Quartz Daily Brief—Asia edition—Church shooting suspect arrested, MERS in Thailand, Fitbit’s big leap, stress-relieving pickles


What to watch for today

The Bank of Japan talks monetary policy. The central bank is expected to stand pat on interest rates and its stimulus program at the conclusion of a two-day meeting in Tokyo.

Office Depot prepares to attach itself to Staples. Shareholders of America’s second-largest office supply company will vote on a merger with its larger rival Staples. The merger, first announced in February, has been approved by regulators in China and New Zealand but is still under review in Australia, Europe, Canada and the United States.

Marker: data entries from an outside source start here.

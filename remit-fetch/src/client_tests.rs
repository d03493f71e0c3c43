//! Request pipeline tests against a scripted transport.

use std::collections::{HashMap, VecDeque};
use std::sync::{Arc, Mutex};
use std::time::Duration;

use async_trait::async_trait;
use remit_core::{RawUser, SessionStore};
use remit_store::TokenStore;
use reqwest::StatusCode;
use reqwest::header::{CONTENT_TYPE, HeaderMap, HeaderValue};
use serde_json::{Value, json};
use tokio::sync::broadcast::error::TryRecvError;
use tokio::time::Instant;
use url::Url;
use uuid::Uuid;

use crate::client::ApiClient;
use crate::config::ClientConfig;
use crate::error::{ApiError, TransportError};
use crate::request::{MultipartForm, RequestOptions};
use crate::response::ResponseBody;
use crate::session::SessionEvent;
use crate::transport::{HttpRequest, HttpResponse, Transport};

// ============================================================================
// Scripted Transport
// ============================================================================

enum Step {
    Respond(HttpResponse),
    Fail(&'static str),
}

#[derive(Default)]
struct ScriptedTransport {
    steps: Mutex<VecDeque<Step>>,
    sent: Mutex<Vec<HttpRequest>>,
    sent_at: Mutex<Vec<Instant>>,
    cookies: HashMap<String, String>,
}

impl ScriptedTransport {
    fn new() -> Self {
        Self::default()
    }

    fn with_cookie(mut self, name: &str, value: &str) -> Self {
        self.cookies.insert(name.into(), value.into());
        self
    }

    fn respond(&self, response: HttpResponse) {
        self.steps.lock().unwrap().push_back(Step::Respond(response));
    }

    fn fail(&self, reason: &'static str) {
        self.steps.lock().unwrap().push_back(Step::Fail(reason));
    }

    fn sent(&self) -> Vec<HttpRequest> {
        self.sent.lock().unwrap().clone()
    }

    fn sent_at(&self) -> Vec<Instant> {
        self.sent_at.lock().unwrap().clone()
    }
}

#[async_trait]
impl Transport for ScriptedTransport {
    async fn send(&self, request: HttpRequest) -> Result<HttpResponse, TransportError> {
        self.sent.lock().unwrap().push(request);
        self.sent_at.lock().unwrap().push(Instant::now());
        match self.steps.lock().unwrap().pop_front() {
            Some(Step::Respond(response)) => Ok(response),
            Some(Step::Fail(reason)) => Err(TransportError::Connect(reason.into())),
            None => Err(TransportError::Connect("script exhausted".into())),
        }
    }

    fn cookie(&self, _url: &Url, name: &str) -> Option<String> {
        self.cookies.get(name).cloned()
    }
}

// ============================================================================
// Helpers
// ============================================================================

fn json_response(status: u16, body: &Value) -> HttpResponse {
    let mut headers = HeaderMap::new();
    headers.insert(CONTENT_TYPE, HeaderValue::from_static("application/json; charset=utf-8"));
    HttpResponse::new(StatusCode::from_u16(status).unwrap(), headers, body.to_string())
}

fn text_response(status: u16, body: &str) -> HttpResponse {
    let mut headers = HeaderMap::new();
    headers.insert(CONTENT_TYPE, HeaderValue::from_static("text/plain"));
    HttpResponse::new(StatusCode::from_u16(status).unwrap(), headers, body)
}

struct Harness {
    client: ApiClient,
    transport: Arc<ScriptedTransport>,
    store: Arc<TokenStore>,
}

fn harness_with(transport: ScriptedTransport) -> Harness {
    harness_with_backoff(transport, Duration::from_millis(1))
}

fn harness_with_backoff(transport: ScriptedTransport, backoff: Duration) -> Harness {
    let transport = Arc::new(transport);
    let store = Arc::new(TokenStore::in_memory());
    store.set_token(Some("tok-1"));
    store.set_user(Some(&RawUser::named("Chisomo")));

    let config = ClientConfig::new("https://gw.test/").with_retry_backoff(backoff);
    let client = ApiClient::builder(config)
        .transport(transport.clone())
        .session_store(store.clone())
        .device_id("device-1")
        .build()
        .unwrap();

    Harness {
        client,
        transport,
        store,
    }
}

fn harness() -> Harness {
    harness_with(ScriptedTransport::new())
}

fn header<'a>(request: &'a HttpRequest, name: &str) -> Option<&'a str> {
    request.headers.get(name).and_then(|v| v.to_str().ok())
}

// ============================================================================
// Headers
// ============================================================================

#[tokio::test]
async fn test_protected_post_gets_auth_and_idempotency_key() {
    let h = harness();
    h.transport.respond(json_response(201, &json!({"id": "p1"})));

    h.client
        .request("/payments", RequestOptions::post().json(&json!({"amount": 5})).unwrap())
        .await
        .unwrap();

    let sent = h.transport.sent();
    assert_eq!(sent.len(), 1);
    let request = &sent[0];
    assert_eq!(request.url.as_str(), "https://gw.test/api/v1/payments");
    assert_eq!(header(request, "authorization"), Some("Bearer tok-1"));
    assert_eq!(header(request, "x-device-id"), Some("device-1"));
    assert_eq!(header(request, "content-type"), Some("application/json"));

    let key = header(request, "idempotency-key").unwrap();
    assert!(Uuid::parse_str(key).is_ok());
}

#[tokio::test]
async fn test_open_auth_path_has_no_bearer_or_key() {
    let h = harness();
    h.transport.respond(json_response(200, &json!({"token": "new"})));

    h.client
        .request(
            "/auth/login",
            RequestOptions::post().json(&json!({"email": "a@b.c"})).unwrap(),
        )
        .await
        .unwrap();

    let request = &h.transport.sent()[0];
    assert_eq!(header(request, "authorization"), None);
    assert_eq!(header(request, "idempotency-key"), None);
    assert_eq!(header(request, "x-device-id"), Some("device-1"));
}

#[tokio::test]
async fn test_get_has_no_idempotency_key_or_csrf() {
    let h = harness_with(ScriptedTransport::new().with_cookie("csrf_token", "c-1"));
    h.transport.respond(json_response(200, &json!([])));
    h.transport.respond(json_response(200, &json!({})));

    h.client.request("/wallets", RequestOptions::get()).await.unwrap();
    h.client
        .request("/wallets/w1/deposit", RequestOptions::post().json(&json!({"amount": 1})).unwrap())
        .await
        .unwrap();

    let sent = h.transport.sent();
    assert_eq!(header(&sent[0], "idempotency-key"), None);
    assert_eq!(header(&sent[0], "x-csrf-token"), None);
    assert_eq!(header(&sent[1], "x-csrf-token"), Some("c-1"));
}

#[tokio::test]
async fn test_caller_headers_are_not_overwritten() {
    let h = harness();
    h.transport.respond(json_response(200, &json!({})));

    let options = RequestOptions::put()
        .json(&json!({}))
        .unwrap()
        .header("authorization", "Bearer caller")
        .unwrap()
        .idempotency_key("caller-key")
        .unwrap()
        .header("content-type", "application/merge-patch+json")
        .unwrap();
    h.client.request("/users/me", options).await.unwrap();

    let request = &h.transport.sent()[0];
    assert_eq!(header(request, "authorization"), Some("Bearer caller"));
    assert_eq!(header(request, "idempotency-key"), Some("caller-key"));
    assert_eq!(header(request, "content-type"), Some("application/merge-patch+json"));
}

#[tokio::test]
async fn test_no_bearer_without_token() {
    let h = harness();
    h.store.set_token(None);
    h.transport.respond(json_response(200, &json!({})));

    h.client.request("/forex/history", RequestOptions::get()).await.unwrap();
    assert_eq!(header(&h.transport.sent()[0], "authorization"), None);
}

#[tokio::test]
async fn test_multipart_leaves_content_type_to_transport() {
    let h = harness();
    h.transport.respond(json_response(200, &json!({"status": "received"})));

    let form = MultipartForm::new().text("document_type", "passport");
    let _: Value = h
        .client
        .post_multipart("/compliance/kyc/submit", form)
        .await
        .unwrap();

    let request = &h.transport.sent()[0];
    assert_eq!(header(request, "content-type"), None);
    assert!(request.body.is_multipart());
}

#[tokio::test]
async fn test_query_string_is_preserved() {
    let h = harness();
    h.transport.respond(json_response(200, &json!({})));

    h.client
        .request("wallets/lookup?address=CN-1", RequestOptions::get())
        .await
        .unwrap();
    assert_eq!(
        h.transport.sent()[0].url.as_str(),
        "https://gw.test/api/v1/wallets/lookup?address=CN-1"
    );
}

// ============================================================================
// Retry
// ============================================================================

#[tokio::test]
async fn test_get_is_retried_once_then_connectivity_error() {
    let h = harness();
    h.transport.fail("connection refused");
    h.transport.fail("connection refused");

    let err = h.client.request("/wallets", RequestOptions::get()).await.unwrap_err();

    assert_eq!(h.transport.sent().len(), 2);
    match err {
        ApiError::Connectivity { url, attempts, .. } => {
            assert_eq!(attempts, 2);
            assert!(url.ends_with("/api/v1/wallets"));
        }
        other => panic!("expected connectivity error, got {other:?}"),
    }
}

#[tokio::test]
async fn test_get_recovers_on_retry() {
    let h = harness();
    h.transport.fail("reset");
    h.transport.respond(json_response(200, &json!([{"id": "w1", "currency": "MWK"}])));

    let body = h.client.request("/wallets", RequestOptions::get()).await.unwrap();
    assert_eq!(body.as_json().unwrap()[0]["id"], "w1");
    assert_eq!(h.transport.sent().len(), 2);
}

#[tokio::test]
async fn test_open_auth_post_is_never_retried() {
    let h = harness();
    h.transport.fail("connection refused");

    let err = h
        .client
        .request(
            "/auth/register",
            RequestOptions::post().json(&json!({"email": "a@b.c"})).unwrap(),
        )
        .await
        .unwrap_err();

    assert!(matches!(err, ApiError::Transport { .. }));
    assert_eq!(h.transport.sent().len(), 1);
}

#[tokio::test(start_paused = true)]
async fn test_retry_waits_for_backoff() {
    let h = harness_with_backoff(ScriptedTransport::new(), Duration::from_secs(1));
    h.transport.fail("reset");
    h.transport.respond(json_response(200, &json!([])));

    h.client.request("/wallets", RequestOptions::get()).await.unwrap();

    let sent_at = h.transport.sent_at();
    assert_eq!(sent_at.len(), 2);
    assert!(sent_at[1].duration_since(sent_at[0]) >= Duration::from_secs(1));
}

#[tokio::test(start_paused = true)]
async fn test_non_retryable_failure_returns_without_sleeping() {
    let h = harness_with_backoff(ScriptedTransport::new(), Duration::from_secs(1));
    h.transport.fail("connection refused");

    let started = Instant::now();
    let err = h
        .client
        .request("/auth/login", RequestOptions::post().json(&json!({})).unwrap())
        .await
        .unwrap_err();

    assert!(matches!(err, ApiError::Transport { .. }));
    assert!(!err.is_timeout());
    assert_eq!(started.elapsed(), Duration::ZERO);
    assert_eq!(h.transport.sent().len(), 1);
}

#[tokio::test]
async fn test_retry_reuses_idempotency_key() {
    let h = harness();
    h.transport.fail("timeout");
    h.transport.respond(json_response(201, &json!({"id": "p1"})));

    h.client
        .request("/payments", RequestOptions::post().json(&json!({"amount": 5})).unwrap())
        .await
        .unwrap();

    let sent = h.transport.sent();
    assert_eq!(sent.len(), 2);
    assert_eq!(
        header(&sent[0], "idempotency-key"),
        header(&sent[1], "idempotency-key")
    );
}

#[tokio::test]
async fn test_server_errors_are_not_retried() {
    let h = harness();
    h.transport.respond(json_response(503, &json!({"message": "Maintenance"})));

    let err = h.client.request("/wallets", RequestOptions::get()).await.unwrap_err();
    assert_eq!(err.status(), Some(503));
    assert_eq!(err.to_string(), "Maintenance");
    assert_eq!(h.transport.sent().len(), 1);
}

// ============================================================================
// Responses
// ============================================================================

#[tokio::test]
async fn test_text_response() {
    let h = harness();
    h.transport.respond(text_response(200, "OK"));

    let body = h.client.request("/health", RequestOptions::get()).await.unwrap();
    assert_eq!(body, ResponseBody::Text("OK".into()));
}

#[tokio::test]
async fn test_error_field_becomes_message() {
    let h = harness();
    h.transport
        .respond(json_response(400, &json!({"error": "Insufficient balance", "code": "E_FUNDS"})));

    let err = h
        .client
        .request("/payments", RequestOptions::post().json(&json!({})).unwrap())
        .await
        .unwrap_err();

    assert_eq!(err.status(), Some(400));
    assert_eq!(err.to_string(), "Insufficient balance");
    assert_eq!(
        err.data().and_then(ResponseBody::as_json).unwrap()["code"],
        "E_FUNDS"
    );
}

#[tokio::test]
async fn test_decode_mismatch() {
    let h = harness();
    h.transport.respond(json_response(200, &Value::Null));

    let err = h
        .client
        .get_json::<remit_core::Wallet>("/wallets/w1")
        .await
        .unwrap_err();
    assert!(matches!(err, ApiError::Decode(_)));
}

// ============================================================================
// Session Expiry
// ============================================================================

#[tokio::test]
async fn test_unauthorized_clears_session_and_emits_once() {
    let h = harness();
    let mut events = h.client.subscribe();
    h.transport.respond(json_response(401, &json!({"message": "Token expired"})));

    let err = h.client.request("/wallets", RequestOptions::get()).await.unwrap_err();

    assert!(err.is_session_expired());
    assert_eq!(h.store.token(), None);
    assert!(h.store.user().is_none());
    assert_eq!(
        events.try_recv().unwrap(),
        SessionEvent::Expired {
            path: "/wallets".into()
        }
    );
    assert!(matches!(events.try_recv(), Err(TryRecvError::Empty)));
}

#[tokio::test]
async fn test_unauthorized_on_login_keeps_session_quiet() {
    let h = harness();
    let mut events = h.client.subscribe();
    h.transport.respond(json_response(401, &json!({"error": "Invalid credentials"})));

    let err = h
        .client
        .request("/auth/login", RequestOptions::post().json(&json!({})).unwrap())
        .await
        .unwrap_err();

    assert_eq!(err.to_string(), "Invalid credentials");
    assert_eq!(err.status(), Some(401));
    assert!(!err.is_session_expired());
    assert_eq!(h.store.token().as_deref(), Some("tok-1"));
    assert!(matches!(events.try_recv(), Err(TryRecvError::Empty)));
}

An update on the world’s coffee supply. The US department of agriculture will release its semi-annual report on global production and demand for the beloved caffeine-bearing beans.

While you were sleeping

Police arrested a suspect in the South Carolina church shooting. Dylann Roof, 21, is the alleged perpetrator of a massacre that killed nine people, which the FBI is investigating as a hate crime. The shooter opened fire during a bible study class at a historic African-American church in Charleston on June 17.

Fitbit took a huge leap. The fitness-tracking wearables maker surged 48% on the NYSE following its IPO, raising $731.5 million, as investors shrugged off fears of competition from the Apple Watch. The 8-year-old company, now valued at more than $4 billion, said it may use the new funding to pay for acquisitions.

The deadly MERS virus spread to Thailand. The country’s health ministry confirmed that a traveler from Oman has been diagnosed in Bangkok. The virus is fatal for roughly one third of patients.

No deal for Greece. After a four-hour meeting in Luxembourg, Eurozone finance ministers were no closer to an agreement to resolve the Greek debt crisis. Representatives from Athens refused to budge during the negotiations.

Barack Obama’s trade deal may pass after all. The Republican-controlled House of Representatives narrowly passed a measure to give the US president expedited negotiating authority in trans-Pacific trade talks. The controversial measure passed over widespread opposition from the president’s own party.

Quartz obsession interlude

Akshat Rathi on his experiment with polyphasic sleep. “As Roger Ekirch notes in At Day’s Close: A History of Nighttime, a segmented sleep pattern was common as recently as the 18th century. Back then people often slept for four hours, then woke up for an hour or two before going back to bed for another four hours. In the period they were awake at night, people smoked, had sex, and even visited neighbors. It was the advent of night-time lighting that allowed us to squeeze in more awake time doing things and made people adapt to what is today’s monophasic sleep.” Read more here.

Matters of debate

Gun control in America is politically impossible. Mass shootings are so common now that they’re basically accepted.

Countries are supposed to spy on each other. This is why the US can’t blame China for hacking government files.

Fitbit is a fad. Don’t be fooled by the outsized IPO.

Beware the listening machines inside your child’s toys. Systems like the one inside “Hello Barbie” are a nightmare of intrusive surveillance.

Asian tourism is too dependent on Chinese travelers. For their own good, Asian cities need to attract a more diverse crowd.

Surprising discoveries

To reduce stress, eat pickles. People who like foods fermented foods like kimchi and sauerkraut are less prone to social anxiety.

Kangaroos are mostly left-handed (or actually left-pawed). The phenemonon may explain the origin of human handedness.

Google is teaching its computers to hallucinate. Feedback loops in image recognition software produce some trippy results.

A mere one percent of Swedes work more than 50 hours per week. The rate is even lower in the Netherlands and Russia.

The original Jurassic Park theme is finally a chart-topper. It’s the first time since its release 22 years ago.